Go through the data and tally the lines that hold the string "AppState". Reply with the total alone.

Records excerpted from a collection:
◇ ◇ ◇ ◇ ◇ ◇ ◇

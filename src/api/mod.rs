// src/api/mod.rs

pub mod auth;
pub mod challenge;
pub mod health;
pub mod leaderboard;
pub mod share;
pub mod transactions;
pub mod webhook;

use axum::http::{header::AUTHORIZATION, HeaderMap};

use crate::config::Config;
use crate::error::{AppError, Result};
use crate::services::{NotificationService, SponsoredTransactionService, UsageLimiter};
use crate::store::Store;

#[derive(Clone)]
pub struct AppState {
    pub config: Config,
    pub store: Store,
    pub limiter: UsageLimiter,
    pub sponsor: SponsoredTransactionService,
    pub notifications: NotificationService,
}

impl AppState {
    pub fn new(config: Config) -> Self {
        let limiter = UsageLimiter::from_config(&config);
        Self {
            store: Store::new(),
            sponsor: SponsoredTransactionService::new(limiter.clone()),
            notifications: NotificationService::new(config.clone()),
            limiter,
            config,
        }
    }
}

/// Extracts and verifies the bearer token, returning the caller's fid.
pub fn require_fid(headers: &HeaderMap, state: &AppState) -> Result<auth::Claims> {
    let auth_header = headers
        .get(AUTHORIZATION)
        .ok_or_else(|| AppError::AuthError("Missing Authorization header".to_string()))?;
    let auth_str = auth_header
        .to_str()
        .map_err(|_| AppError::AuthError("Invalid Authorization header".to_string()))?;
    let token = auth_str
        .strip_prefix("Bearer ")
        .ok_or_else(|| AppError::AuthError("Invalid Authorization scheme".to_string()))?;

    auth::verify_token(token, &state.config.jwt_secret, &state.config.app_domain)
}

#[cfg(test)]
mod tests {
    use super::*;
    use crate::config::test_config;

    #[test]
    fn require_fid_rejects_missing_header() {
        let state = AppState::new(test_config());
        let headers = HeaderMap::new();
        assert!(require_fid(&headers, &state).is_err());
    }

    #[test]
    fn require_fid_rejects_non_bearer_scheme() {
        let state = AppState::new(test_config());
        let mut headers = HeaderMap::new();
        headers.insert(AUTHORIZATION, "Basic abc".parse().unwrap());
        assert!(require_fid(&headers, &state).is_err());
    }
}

◇ ◇ ◇ ◇ ◇ ◇ ◇

- Task solution -
5